▶ _TASK DETAILS_
Keep only the lines from the top of the listing through the one with "CREATE INDEX IF NOT EXISTS idx_search_vector_meta_key", and reproduce them unaltered.

▶ _DATA SHOWN_

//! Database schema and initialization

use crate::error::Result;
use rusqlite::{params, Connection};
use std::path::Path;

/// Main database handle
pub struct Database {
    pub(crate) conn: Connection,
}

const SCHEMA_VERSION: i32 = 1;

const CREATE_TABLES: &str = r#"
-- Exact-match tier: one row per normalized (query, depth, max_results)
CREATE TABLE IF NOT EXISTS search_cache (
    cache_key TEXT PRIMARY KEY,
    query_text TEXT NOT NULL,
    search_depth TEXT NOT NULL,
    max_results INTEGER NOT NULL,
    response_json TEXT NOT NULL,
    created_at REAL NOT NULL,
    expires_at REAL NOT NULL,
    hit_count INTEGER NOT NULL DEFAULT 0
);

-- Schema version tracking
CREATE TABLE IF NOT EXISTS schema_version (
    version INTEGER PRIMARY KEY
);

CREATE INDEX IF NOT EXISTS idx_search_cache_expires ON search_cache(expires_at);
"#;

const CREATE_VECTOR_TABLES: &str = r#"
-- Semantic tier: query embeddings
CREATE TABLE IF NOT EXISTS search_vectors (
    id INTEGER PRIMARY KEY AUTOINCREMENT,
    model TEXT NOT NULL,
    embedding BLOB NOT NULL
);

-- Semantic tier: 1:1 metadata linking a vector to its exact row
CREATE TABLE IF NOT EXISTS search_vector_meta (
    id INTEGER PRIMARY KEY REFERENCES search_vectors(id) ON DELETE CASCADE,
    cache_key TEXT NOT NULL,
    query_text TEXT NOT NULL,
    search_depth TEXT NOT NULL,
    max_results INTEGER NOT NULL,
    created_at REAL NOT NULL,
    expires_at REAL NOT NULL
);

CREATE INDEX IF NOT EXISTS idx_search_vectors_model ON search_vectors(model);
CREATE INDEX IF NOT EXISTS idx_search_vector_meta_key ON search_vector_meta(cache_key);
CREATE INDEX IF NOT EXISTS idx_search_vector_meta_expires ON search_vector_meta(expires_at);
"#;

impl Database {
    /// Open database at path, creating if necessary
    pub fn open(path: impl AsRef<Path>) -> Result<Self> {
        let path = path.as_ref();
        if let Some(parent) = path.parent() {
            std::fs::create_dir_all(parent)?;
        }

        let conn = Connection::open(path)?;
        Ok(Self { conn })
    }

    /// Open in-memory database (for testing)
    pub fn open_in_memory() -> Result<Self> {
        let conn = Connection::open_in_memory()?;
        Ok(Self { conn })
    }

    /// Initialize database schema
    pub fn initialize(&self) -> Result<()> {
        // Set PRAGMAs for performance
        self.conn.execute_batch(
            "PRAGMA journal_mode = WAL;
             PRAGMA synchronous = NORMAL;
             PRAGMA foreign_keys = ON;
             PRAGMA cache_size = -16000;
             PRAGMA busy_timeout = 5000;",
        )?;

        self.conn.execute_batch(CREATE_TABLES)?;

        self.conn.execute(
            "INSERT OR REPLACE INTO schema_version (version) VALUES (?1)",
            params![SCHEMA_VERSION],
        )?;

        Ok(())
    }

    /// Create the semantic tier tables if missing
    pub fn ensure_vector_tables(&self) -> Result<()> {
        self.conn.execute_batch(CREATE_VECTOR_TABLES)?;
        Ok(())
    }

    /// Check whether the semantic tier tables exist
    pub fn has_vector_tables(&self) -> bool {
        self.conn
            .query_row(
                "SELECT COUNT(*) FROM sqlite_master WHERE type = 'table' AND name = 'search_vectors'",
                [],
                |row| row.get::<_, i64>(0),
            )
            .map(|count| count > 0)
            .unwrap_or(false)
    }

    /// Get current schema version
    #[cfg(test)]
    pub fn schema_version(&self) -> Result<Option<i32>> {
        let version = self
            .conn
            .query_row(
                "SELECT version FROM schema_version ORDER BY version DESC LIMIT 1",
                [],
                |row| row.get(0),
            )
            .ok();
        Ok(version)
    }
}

▶ _ANSWER SECTION_
//! Database schema and initialization

use crate::error::Result;
use rusqlite::{params, Connection};
use std::path::Path;

/// Main database handle
pub struct Database {
    pub(crate) conn: Connection,
}

const SCHEMA_VERSION: i32 = 1;

const CREATE_TABLES: &str = r#"
-- Exact-match tier: one row per normalized (query, depth, max_results)
CREATE TABLE IF NOT EXISTS search_cache (
    cache_key TEXT PRIMARY KEY,
    query_text TEXT NOT NULL,
    search_depth TEXT NOT NULL,
    max_results INTEGER NOT NULL,
    response_json TEXT NOT NULL,
    created_at REAL NOT NULL,
    expires_at REAL NOT NULL,
    hit_count INTEGER NOT NULL DEFAULT 0
);

-- Schema version tracking
CREATE TABLE IF NOT EXISTS schema_version (
    version INTEGER PRIMARY KEY
);

CREATE INDEX IF NOT EXISTS idx_search_cache_expires ON search_cache(expires_at);
"#;

const CREATE_VECTOR_TABLES: &str = r#"
-- Semantic tier: query embeddings
CREATE TABLE IF NOT EXISTS search_vectors (
    id INTEGER PRIMARY KEY AUTOINCREMENT,
    model TEXT NOT NULL,
    embedding BLOB NOT NULL
);

-- Semantic tier: 1:1 metadata linking a vector to its exact row
CREATE TABLE IF NOT EXISTS search_vector_meta (
    id INTEGER PRIMARY KEY REFERENCES search_vectors(id) ON DELETE CASCADE,
    cache_key TEXT NOT NULL,
    query_text TEXT NOT NULL,
    search_depth TEXT NOT NULL,
    max_results INTEGER NOT NULL,
    created_at REAL NOT NULL,
    expires_at REAL NOT NULL
);

CREATE INDEX IF NOT EXISTS idx_search_vectors_model ON search_vectors(model);
CREATE INDEX IF NOT EXISTS idx_search_vector_meta_key ON search_vector_meta(cache_key);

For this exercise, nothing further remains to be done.